On imagine peu le séisme intellectuel et archéologique qu’a du provoquer la découverte de l’emplacement du site Mari en 1934 à l’Est de la Syrie, lorsque l’archéologue André Parrot put décréter avoir commencé à déterrer l’un des grands mystères du patrimoine mondial, celui de Mari, site de la Mésopotamie du IIIe millénaire avant J-C. De cette ville, on ne connaissait jusqu’alors que les récits de sources anciennes qui en faisaient un des sièges de la royauté après le Déluge. C’est près de l’Euphrate, vers la frontière irakienne, au Tell-Hariri, qu’un bédouin trouve une statuette en août 1933. Cette découverte ouvre une des plus grandes pages de la recherche archéologique en Syrie. Quelques mois plus tard, André Parrot reçoit un mandat du Musée du Louvre pour ouvrir des fouilles et installer une mission archéologique. Le 22 janvier 1934, alors que les recherches sur la tête de la statue d’Ebih-II progressent, l’archéologue pressant l’éminence de découvertes majeures via les pièces recouvrées. Le 23 janvier, le déchiffrement d’une inscription sur le socle d’une statue au nom d’Ishqi-Mari, confirme les hypothèses de Parrot et fait resurgir cette ville au bord de l’Euphrate. Le reste de la première statue est retrouvé le même jour, « confirmant que ces hautes personnalités avaient voué leur image à Ishtar, déesse de la guerre, de l’amour, patronne de la royauté et maîtresse de l’édifice dont la fouille commençait [1]. »

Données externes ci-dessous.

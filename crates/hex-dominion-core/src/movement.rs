//! Movement and combat engine.
//!
//! A move is planned against an immutable view of the board and the ledger
//! first. Only a plan that passed every check is applied, so a rejected move
//! never leaves a partial mutation behind.
//!
//! Capturing a field can cascade:
//! - the attacker's territories that now touch through the captured field
//!   are merged into the attacking territory;
//! - the defender's territory may fall apart into several territories;
//! - every touched territory gets its main building renewed (or loses all
//!   units if it dropped to a single field).

use crate::board::Board;
use crate::ledger::UnitLedger;
use crate::types::{FieldId, PlayerId, TerritoryId, UnitId};
use crate::unit::UnitType;
use serde::{Deserialize, Serialize};
use std::collections::HashSet;
use tracing::{debug, error, info};

/// What a successful move did.
#[derive(Clone, Debug, PartialEq, Eq, Serialize, Deserialize)]
pub enum MoveOutcome {
    /// A freshly purchased unit was put on the board.
    Placed,
    /// A unit changed fields without fighting or merging.
    Relocated,
    /// Two units merged into a stronger one.
    Merged { into: UnitType },
    /// An enemy field was taken.
    Captured(CaptureReport),
}

/// Details of a successful capture.
#[derive(Clone, Debug, PartialEq, Eq, Serialize, Deserialize)]
pub struct CaptureReport {
    /// The captured field.
    pub field: FieldId,
    /// Previous owner of the field.
    pub defender: PlayerId,
    /// Type of the unit destroyed on the field, if any.
    pub destroyed: Option<UnitType>,
    /// The defender's main building fell and its treasury was wiped.
    pub treasury_lost: bool,
    /// The defender's territory that lost its last field.
    pub emptied: Option<TerritoryId>,
    /// Attacker territories merged into the attacking territory.
    pub absorbed: Vec<TerritoryId>,
    /// Territories carved out of the defender's disconnected remains.
    pub carved: Vec<TerritoryId>,
    /// Territories that received a new main building.
    pub renewed: Vec<TerritoryId>,
}

/// Reasons a move is rejected. A rejected move changes nothing.
#[derive(Clone, Debug, PartialEq, Eq, thiserror::Error)]
pub enum MoveError {
    #[error("Unit {0} does not exist")]
    UnknownUnit(UnitId),
    #[error("Field {0} does not exist")]
    UnknownField(FieldId),
    #[error("Unit is already on the target field")]
    AlreadyOnField,
    #[error("Unit has no origin territory")]
    NoOriginTerritory,
    #[error("Field {0} does not belong to a territory")]
    NoDestinationTerritory(FieldId),
    #[error("Target field is neither inside nor bordering the origin territory")]
    OutOfReach,
    #[error("Unit has already crossed a border this turn")]
    UnitExhausted,
    #[error("{0} cannot be moved once placed")]
    Immovable(UnitType),
    #[error("Attack strength {attack} does not exceed defense {defense}")]
    TooWeak { attack: u32, defense: u32 },
    #[error("{mover} cannot merge with {occupant}")]
    MergeNotAllowed { mover: UnitType, occupant: UnitType },
    #[error("No unit type costs {cost}")]
    NoMergedTier { cost: u32 },
}

/// A validated move, ready to apply.
#[derive(Debug)]
struct MovePlan {
    unit: UnitId,
    owner: PlayerId,
    destination: FieldId,
    origin: TerritoryId,
    /// The move leaves the origin territory.
    crossing: bool,
    action: Action,
}

#[derive(Debug)]
enum Action {
    Step { placed: bool },
    Merge { occupant: UnitId, into: UnitType },
    Capture { occupant: Option<UnitId> },
}

/// Strength an attacker must exceed to take `field`.
///
/// The highest strength among the unit on the field and the units of the
/// field's owner standing next to it.
pub fn defending_strength(board: &Board, units: &UnitLedger, field: FieldId) -> u32 {
    let Some(target) = board.field(field) else {
        return 0;
    };
    let own = units.occupant(field).map_or(0, |u| u.strength());
    board
        .neighbors(field)
        .into_iter()
        .filter(|&n| board.field(n).is_some_and(|f| f.owner == target.owner))
        .filter_map(|n| units.occupant(n))
        .map(|u| u.strength())
        .fold(own, u32::max)
}

/// Move `unit` onto `destination`.
///
/// `selected` is the acting player's selected territory. It serves as origin
/// for units that have not been placed yet.
pub fn execute_move(
    board: &mut Board,
    units: &mut UnitLedger,
    unit: UnitId,
    destination: FieldId,
    selected: Option<TerritoryId>,
) -> Result<MoveOutcome, MoveError> {
    let plan = plan_move(board, units, unit, destination, selected).inspect_err(|err| {
        debug!(unit, destination, %err, "move rejected");
    })?;
    Ok(apply_plan(board, units, plan))
}

fn plan_move(
    board: &Board,
    units: &UnitLedger,
    unit_id: UnitId,
    destination: FieldId,
    selected: Option<TerritoryId>,
) -> Result<MovePlan, MoveError> {
    let unit = units.unit(unit_id).ok_or(MoveError::UnknownUnit(unit_id))?;
    let target = board
        .field(destination)
        .ok_or(MoveError::UnknownField(destination))?;

    if unit.field == Some(destination) {
        return Err(MoveError::AlreadyOnField);
    }

    let origin = match unit.field {
        Some(field) => board.territory_of(field),
        None => selected.and_then(|t| board.territory(t)),
    }
    .filter(|t| t.owner == unit.owner)
    .map(|t| t.id)
    .ok_or(MoveError::NoOriginTerritory)?;

    let destination_territory = board
        .territory(target.territory)
        .ok_or(MoveError::NoDestinationTerritory(destination))?
        .id;

    let crossing = if destination_territory == origin {
        false
    } else if board.territory_neighbors(origin).contains(&destination) {
        if !unit.can_move {
            return Err(MoveError::UnitExhausted);
        }
        true
    } else {
        return Err(MoveError::OutOfReach);
    };

    if unit.is_placed() && !unit.unit_type.stats().movable {
        return Err(MoveError::Immovable(unit.unit_type));
    }

    let action = if target.owner == unit.owner {
        match units.occupant(destination) {
            None => Action::Step {
                placed: unit.is_placed(),
            },
            Some(occupant) => {
                if !unit.unit_type.can_merge() || !occupant.unit_type.can_merge() {
                    return Err(MoveError::MergeNotAllowed {
                        mover: unit.unit_type,
                        occupant: occupant.unit_type,
                    });
                }
                let cost = unit.unit_type.stats().cost + occupant.unit_type.stats().cost;
                let into =
                    UnitType::merged_for_cost(cost).ok_or(MoveError::NoMergedTier { cost })?;
                Action::Merge {
                    occupant: occupant.id,
                    into,
                }
            }
        }
    } else {
        let attack = unit.strength();
        let defense = defending_strength(board, units, destination);
        if attack <= defense {
            return Err(MoveError::TooWeak { attack, defense });
        }
        Action::Capture {
            occupant: units.occupant_id(destination),
        }
    };

    Ok(MovePlan {
        unit: unit_id,
        owner: unit.owner,
        destination,
        origin,
        crossing,
        action,
    })
}

fn apply_plan(board: &mut Board, units: &mut UnitLedger, plan: MovePlan) -> MoveOutcome {
    let outcome = match plan.action {
        Action::Step { placed } => {
            settle(units, plan.unit, plan.destination);
            debug!(unit = plan.unit, field = plan.destination, "unit moved");
            if placed {
                MoveOutcome::Relocated
            } else {
                MoveOutcome::Placed
            }
        }
        Action::Merge { occupant, into } => {
            // The merged unit inherits the mobility of the unit it absorbed.
            let carried = units.remove(occupant).is_some_and(|u| u.can_move);
            if let Some(unit) = units.unit_mut(plan.unit) {
                unit.unit_type = into;
                unit.can_move = carried;
            }
            settle(units, plan.unit, plan.destination);
            info!(unit = plan.unit, %into, "units merged");
            MoveOutcome::Merged { into }
        }
        Action::Capture { occupant } => {
            MoveOutcome::Captured(capture(board, units, &plan, occupant))
        }
    };

    if plan.crossing {
        if let Some(unit) = units.unit_mut(plan.unit) {
            unit.can_move = false;
        }
    }
    outcome
}

/// Put a unit on a field the plan already verified to be free.
fn settle(units: &mut UnitLedger, unit: UnitId, field: FieldId) {
    let placed = units.place(unit, field);
    if let Err(err) = &placed {
        error!(unit, field, %err, "validated placement failed");
    }
    debug_assert!(placed.is_ok(), "validated placement failed");
}

fn capture(
    board: &mut Board,
    units: &mut UnitLedger,
    plan: &MovePlan,
    occupant: Option<UnitId>,
) -> CaptureReport {
    let field = plan.destination;
    let attacker = plan.owner;
    let origin = plan.origin;
    let (defender, lost_territory) = board
        .field(field)
        .map_or((attacker, origin), |f| (f.owner, f.territory));

    // Destroy the defending unit. Losing the main building wipes the treasury.
    let mut destroyed = None;
    let mut treasury_lost = false;
    if let Some(unit) = occupant.and_then(|id| units.remove(id)) {
        destroyed = Some(unit.unit_type);
        if unit.is_main_building() {
            if let Some(territory) = board.territory_mut(lost_territory) {
                territory.money = 0;
            }
            treasury_lost = true;
        }
    }

    let emptied = board.transfer_field(field, attacker, origin);
    settle(units, plan.unit, field);

    let absorbed = merge_cascade(board, units, field, attacker, origin);
    let (affected, carved) = split_cascade(board, field, attacker);

    let mut renewed = Vec::new();
    for territory in affected.into_iter().chain(std::iter::once(origin)) {
        if renew_main_building(board, units, territory).is_some() {
            renewed.push(territory);
        }
    }

    info!(
        attacker,
        defender,
        field,
        absorbed = absorbed.len(),
        carved = carved.len(),
        "field captured"
    );

    CaptureReport {
        field,
        defender,
        destroyed,
        treasury_lost,
        emptied,
        absorbed,
        carved,
        renewed,
    }
}

/// Merge the attacker's territories now touching `field` into `origin`.
fn merge_cascade(
    board: &mut Board,
    units: &mut UnitLedger,
    field: FieldId,
    attacker: PlayerId,
    origin: TerritoryId,
) -> Vec<TerritoryId> {
    let mut absorbed = Vec::new();
    for neighbor in board.neighbors(field) {
        let Some(donor) = board
            .field(neighbor)
            .filter(|f| f.owner == attacker && f.territory != origin)
            .map(|f| f.territory)
        else {
            continue;
        };

        // Only one main building survives a merge.
        let surviving = board
            .territory(origin)
            .and_then(|t| units.main_building(t));
        let doomed = board.territory(donor).and_then(|t| units.main_building(t));
        if let (Some(_), Some(doomed)) = (surviving, doomed) {
            units.remove(doomed);
        }

        board.absorb_territory(origin, donor);
        absorbed.push(donor);
        debug!(origin, donor, "territories merged");
    }
    absorbed
}

/// Split the defender territories around `field` into connected pieces.
///
/// Returns every defender territory next to the field (including new ones)
/// and the ids of the carved-out territories.
fn split_cascade(
    board: &mut Board,
    field: FieldId,
    attacker: PlayerId,
) -> (Vec<TerritoryId>, Vec<TerritoryId>) {
    let mut groups: Vec<(TerritoryId, Vec<FieldId>)> = Vec::new();
    for neighbor in board.neighbors(field) {
        let Some(f) = board.field(neighbor).filter(|f| f.owner != attacker) else {
            continue;
        };
        match groups.iter_mut().find(|(t, _)| *t == f.territory) {
            Some((_, members)) => members.push(neighbor),
            None => groups.push((f.territory, vec![neighbor])),
        }
    }

    // Components found in this pass are never rediscovered from another
    // starting field, so no piece is carved twice.
    let mut visited: HashSet<FieldId> = HashSet::new();
    let mut affected = Vec::new();
    let mut carved = Vec::new();
    for (territory, members) in groups {
        affected.push(territory);
        let mut kept = false;
        for start in members {
            if visited.contains(&start) {
                continue;
            }
            let component = board.connected_component(start);
            visited.extend(component.iter().copied());
            if !kept {
                // The first piece keeps the territory's identity and treasury.
                kept = true;
                continue;
            }
            if let Some(new_id) = board.split_off(territory, component) {
                debug!(from = territory, into = new_id, "territory split");
                affected.push(new_id);
                carved.push(new_id);
            }
        }
    }
    (affected, carved)
}

/// Make sure a territory's units fit its size.
///
/// A controllable territory without a main building gets one: on an empty
/// field if there is one, otherwise replacing its weakest unit. A territory
/// of a single field loses every unit. Returns the new main building.
pub fn renew_main_building(
    board: &Board,
    units: &mut UnitLedger,
    id: TerritoryId,
) -> Option<UnitId> {
    let territory = board.territory(id)?;

    if !territory.is_controllable() {
        let removed = units.clear(territory);
        if !removed.is_empty() {
            debug!(territory = id, count = removed.len(), "units lost on stranded field");
        }
        return None;
    }

    if units.main_building(territory).is_some() {
        return None;
    }

    let site = territory
        .fields
        .iter()
        .copied()
        .find(|&f| units.occupant_id(f).is_none())
        .or_else(|| {
            units
                .units_in(territory)
                .min_by_key(|u| (u.strength(), u.id))
                .and_then(|u| u.field)
        })?;

    if let Some(replaced) = units.occupant_id(site) {
        units.remove(replaced);
    }
    let spawned = units.spawn_at(territory.owner, UnitType::MainBuilding, site);
    if let Err(err) = &spawned {
        error!(territory = id, site, %err, "main building site still occupied");
    }
    debug_assert!(spawned.is_ok(), "main building site still occupied");
    spawned.ok()
}

/// Give every territory on the board the units its size allows.
pub fn renew_all_main_buildings(board: &Board, units: &mut UnitLedger) {
    let ids: Vec<TerritoryId> = board.territories().map(|t| t.id).collect();
    for id in ids {
        renew_main_building(board, units, id);
    }
}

Mari et les découvertes d’André Parrot

Les expositions se proposent de célébrer le 80ième anniversaire de cette découverte et de revenir, par diverses analyses artistiques, architecturales et iconographiques sur l’héritage de cette mission. « A la lumière des connaissances acquises au cours de huit décennies de recherches sur le site et dans la région, les résultats d’André Parrot sont réinterrogés et de nouvelles perspectives chronologiques, stratigraphiques, historiques et artistiques sont dessinés [2]. » annonce-t-on dès l’entrée de l’exposition de l’Institut du Monde arabe. Les objets et résultats des fouilles présentés à l’IMA appartiennent à la Ville II, alors que le grand Palais Royal de Mari dont l’analyse est proposée au musée du Louvre se présente comme la construction majeure de la Ville III. Ainsi, si l’IMA insiste plus sur les circonstances et les objets de la découverte de Parrot, le Louvre précise les connaissances acquises à propos du Palais Royal de Mari. Cette dernière exposition-dossier s’intègre dans deux salles du département des Antiquités Orientales, entourée d’autres objets de cette même provenance.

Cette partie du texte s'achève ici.